La terza linea di svolgimento narrativo è data dalla evocazione del contesto. Qui riscontriamo nel romanziere un'abitudine tipica degli storici. Modiano conosce bene il periodo dell'occupazione tedesca in Francia. Si è distinto in passato per posizioni che insistevano sull'ambiguità dei rapporti umani in quel tempo. Non è portato a contrapporre eroi positivi a figure diaboliche. Ancora una volta nel libro assume posizioni per lui nuove. Esalta Dora Bruder come una resistente: “A sedici anni, lei aveva tutti contro, senza sapere perché. Altri ribelli, nella Parigi di quegli anni, lanciavano bombe sui tedeschi, sui loro convogli e i luoghi di riunione. Avevano la sua stessa età. I volti di alcuni di loro figurano sull'Affiche rouge e, nella mia mente, non posso fare a meno di associarli a Dora”. Straordinario omaggio: quel manifesto affisso sui muri di Parigi riproduceva le foto segnaletiche di resistenti ebrei o stranieri fucilati dai tedeschi come banditi. L'evocazione del clima e del contesto permette a Modiano di riempire molti vuoti: il profilo esile della vicenda singolare che emerge dai documenti si trasforma così in una traccia che suggerisce una serie di notazioni giuste e pertinenti, che dà luogo a parallelismi, che fa nascere il desiderio di ricordare altri casi, altre vittime travolte nelle stesse circostanze o in altri momenti da un analogo destino.
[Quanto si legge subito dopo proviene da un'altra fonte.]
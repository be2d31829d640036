use std::{collections::HashMap, sync::Arc, time::Instant};

mod models;
pub use models::*;
use tracing::debug;

use crate::gtfs::{self, GtfsReader};

type IdToIndex = HashMap<Arc<str>, usize>;

/// In-memory index over the small GTFS tables (routes and stops).
///
/// Trips and stop_times are deliberately not materialized here; the query
/// engine scans them through the reader instead.
#[derive(Debug, Clone, Default)]
pub struct Repository {
    routes: Box<[Route]>,
    stops: Box<[Stop]>,
    route_lookup: IdToIndex,
    stop_lookup: IdToIndex,
}

impl Repository {
    pub fn new() -> Self {
        Default::default()
    }

    pub fn load_gtfs(mut self, gtfs: &GtfsReader) -> Result<Self, gtfs::Error> {
        debug!("Loading routes...");
        let now = Instant::now();
        let mut route_lookup: IdToIndex = HashMap::new();
        let mut routes: Vec<Route> = Vec::new();
        gtfs.stream_routes(|(i, route)| {
            let mut value: Route = route.into();
            value.index = i as u32;
            route_lookup.insert(value.id.clone(), i);
            routes.push(value);
        })?;
        self.routes = routes.into();
        self.route_lookup = route_lookup;
        debug!("Loading routes took {:?}", now.elapsed());

        debug!("Loading stops...");
        let now = Instant::now();
        let mut stop_lookup: IdToIndex = HashMap::new();
        let mut stops: Vec<Stop> = Vec::new();
        gtfs.stream_stops(|(i, stop)| {
            let mut value: Stop = stop.into();
            value.index = i as u32;
            stop_lookup.insert(value.id.clone(), i);
            stops.push(value);
        })?;
        self.stops = stops.into();
        self.stop_lookup = stop_lookup;
        debug!("Loading stops took {:?}", now.elapsed());

        Ok(self)
    }

    /// Routes in table insertion order.
    pub fn routes(&self) -> &[Route] {
        &self.routes
    }

    pub fn route_by_id(&self, id: &str) -> Option<&Route> {
        let index = self.route_lookup.get(id)?;
        Some(&self.routes[*index])
    }

    pub fn stop_by_id(&self, id: &str) -> Option<&Stop> {
        let index = self.stop_lookup.get(id)?;
        Some(&self.stops[*index])
    }

    /// All routes flagged as trams, sorted by route id.
    pub fn tram_routes(&self) -> Vec<&Route> {
        let mut routes: Vec<_> = self.routes.iter().filter(|route| route.is_tram()).collect();
        routes.sort_by(|a, b| a.id.cmp(&b.id));
        routes
    }

    /// Case-insensitive substring search over stop names, in table order.
    pub fn search_stops_by_name(&self, needle: &str) -> Vec<&Stop> {
        let needle = needle.to_lowercase();
        self.stops
            .iter()
            .filter(|stop| stop.name.to_lowercase().contains(&needle))
            .collect()
    }
}
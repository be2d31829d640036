mod common;

use std::ops::ControlFlow;
use tramvia::gtfs::{self, GtfsReader};

#[test]
fn streams_all_route_rows() {
    let dir = tempfile::tempdir().unwrap();
    common::write_gtfs_fixture(dir.path());
    let gtfs = GtfsReader::new(dir.path());

    let mut routes = Vec::new();
    gtfs.stream_routes(|(_, route)| routes.push(route)).unwrap();

    assert_eq!(routes.len(), 3);
    assert_eq!(routes[0].route_id, "T9");
    assert_eq!(routes[0].route_type, 0);
    assert_eq!(routes[1].route_id, "B70");
    assert_eq!(routes[1].route_type, 3);
}

#[test]
fn streams_stops_with_coordinates() {
    let dir = tempfile::tempdir().unwrap();
    common::write_gtfs_fixture(dir.path());
    let gtfs = GtfsReader::new(dir.path());

    let mut stops = Vec::new();
    gtfs.stream_stops(|(_, stop)| stops.push(stop)).unwrap();

    assert_eq!(stops.len(), 3);
    assert_eq!(stops[0].stop_name, "Piazza Firenze");
    assert_eq!(stops[0].stop_lat, Some(45.49));
}

#[test]
fn trip_scan_stops_when_callback_breaks() {
    let dir = tempfile::tempdir().unwrap();
    common::write_gtfs_fixture(dir.path());
    let gtfs = GtfsReader::new(dir.path());

    let mut seen = 0;
    gtfs.scan_trips(|(_, _)| {
        seen += 1;
        if seen == 2 {
            ControlFlow::Break(())
        } else {
            ControlFlow::Continue(())
        }
    })
    .unwrap();

    assert_eq!(seen, 2);
}

#[test]
fn table_names_can_be_overridden() {
    let dir = tempfile::tempdir().unwrap();
    common::write_gtfs_fixture(dir.path());
    std::fs::rename(dir.path().join("routes.txt"), dir.path().join("linee.txt")).unwrap();
    let gtfs = GtfsReader::new(dir.path()).with_config(gtfs::Config {
        routes_path: "linee.txt".into(),
        ..Default::default()
    });

    let mut count = 0;
    gtfs.stream_routes(|_| count += 1).unwrap();
    assert_eq!(count, 3);
}

#[test]
fn missing_table_file_is_fatal() {
    let dir = tempfile::tempdir().unwrap();
    // Dataset directory exists but holds no tables.
    let gtfs = GtfsReader::new(dir.path());

    let err = gtfs.stream_routes(|_| {}).unwrap_err();
    assert!(matches!(err, gtfs::Error::FileNotFound(_)));
}

#[test]
fn malformed_row_is_fatal() {
    let dir = tempfile::tempdir().unwrap();
    common::write_gtfs_fixture(dir.path());
    std::fs::write(
        dir.path().join("routes.txt"),
        "route_id,route_short_name,route_long_name,route_type\n\
         T9,9,Tram 9,not-a-number\n",
    )
    .unwrap();
    let gtfs = GtfsReader::new(dir.path());

    let err = gtfs.stream_routes(|_| {}).unwrap_err();
    assert!(matches!(err, gtfs::Error::Csv(_)));
}

#[test]
fn extra_columns_are_ignored() {
    let dir = tempfile::tempdir().unwrap();
    std::fs::create_dir_all(dir.path()).unwrap();
    std::fs::write(
        dir.path().join("stop_times.txt"),
        "trip_id,arrival_time,departure_time,stop_id,stop_sequence\n\
         TR1,05:59:30,06:00:00,S1,1\n",
    )
    .unwrap();
    let gtfs = GtfsReader::new(dir.path());

    let mut rows = Vec::new();
    gtfs.stream_stop_times(|(_, row)| rows.push(row)).unwrap();

    assert_eq!(rows.len(), 1);
    assert_eq!(rows[0].departure_time, "06:00:00");
    assert_eq!(rows[0].stop_id, "S1");
}
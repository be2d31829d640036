pub struct Config {
    pub routes_path: String,
    pub stops_path: String,
    pub trips_path: String,
    pub stop_times_path: String,
}

impl Default for Config {
    fn default() -> Self {
        Self {
            routes_path: "routes.txt".into(),
            stops_path: "stops.txt".into(),
            trips_path: "trips.txt".into(),
            stop_times_path: "stop_times.txt".into(),
        }
    }
}

impl Config {
    pub fn table_names(&self) -> [&str; 4] {
        [
            &self.routes_path,
            &self.stops_path,
            &self.trips_path,
            &self.stop_times_path,
        ]
    }
}
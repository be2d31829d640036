use std::{fs, path::Path};

/// Writes a small four-table GTFS dataset into `dir`.
///
/// Line 9 exists as route `T9` (tram), line 15 only via its short name
/// (tram, exercises the fallback), line 70 is a bus and must never resolve.
/// Weekday service carries trips TR1 (Centrale) and TR2 (Genova), Saturday
/// TR3, Sunday TR5 on line 15.
pub fn write_gtfs_fixture(dir: &Path) {
    fs::create_dir_all(dir).unwrap();

    fs::write(
        dir.join("routes.txt"),
        "route_id,route_short_name,route_long_name,route_type\n\
         T9,9,Tram 9 Centrale - Genova,0\n\
         B70,70,Bus 70,3\n\
         15,15,Tram 15 Duomo,0\n",
    )
    .unwrap();

    fs::write(
        dir.join("stops.txt"),
        "stop_id,stop_name,stop_lat,stop_lon\n\
         S1,Piazza Firenze,45.49,9.15\n\
         S2,Centrale FS,45.48,9.20\n\
         S3,Porta Genova,45.45,9.17\n",
    )
    .unwrap();

    fs::write(
        dir.join("trips.txt"),
        "route_id,service_id,trip_id,trip_headsign\n\
         T9,WINTER LV 01,TR1,Centrale\n\
         T9,WINTER LV 01,TR2,Genova\n\
         T9,WINTER SAB 01,TR3,Centrale\n\
         B70,WINTER LV 01,TR4,Elsewhere\n\
         15,WINTER FEST 01,TR5,Duomo\n",
    )
    .unwrap();

    // TR1 appears twice at S1 with the same time to exercise dedup; the
    // Genova direction has seven departures at S2 so the report needs a
    // second row of times; 25:01:00 checks next-day string ordering.
    fs::write(
        dir.join("stop_times.txt"),
        "trip_id,stop_id,departure_time\n\
         TR1,S1,06:00:00\n\
         TR1,S1,06:00:00\n\
         TR2,S1,06:05:00\n\
         TR1,S2,06:10:00\n\
         TR2,S2,06:20:00\n\
         TR2,S2,06:30:00\n\
         TR2,S2,06:40:00\n\
         TR2,S2,06:50:00\n\
         TR2,S2,07:10:00\n\
         TR2,S2,07:20:00\n\
         TR2,S2,25:01:00\n\
         TR3,S1,07:00:00\n\
         TR5,S3,09:00:00\n",
    )
    .unwrap();
}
Nella letteratura sull'esperienza dei campi, esiste un personaggio commovente che non ha neppure un nome certo. Veniva chiamato Hurbinek dagli altri prigionieri: “Era un nulla, un figlio della morte, un figlio di Auschwitz”. Compare nella Tregua di Primo Levi: “Nulla resta di lui: egli testimonia attraverso queste mie parole”. Dora Bruder si è insinuata nella mente di Modiano per la sola forza del suo nome, che figurava nella lista dei prigionieri partiti per Auschwitz con un convoglio e tornava in un articolo di giornale. Ora quel nome è associato a una storia. Un'impronta resta di lei, il sentimento di un'assenza, la traccia di un sorriso, perché no, come nell'ultima fotografia che le è stata scattata: un sorriso che dava al volto “un'espressione di mesta dolcezza e di sfida”: e un mistero che Modiano ha saputo avvertire.

Patrick Modiano 
Dora Bruder 
traduzione dal francese di Francesco Bruno, Guanda, Parma 1998 [1997]
La recensione è uscita sull'Indice del settembre 1998.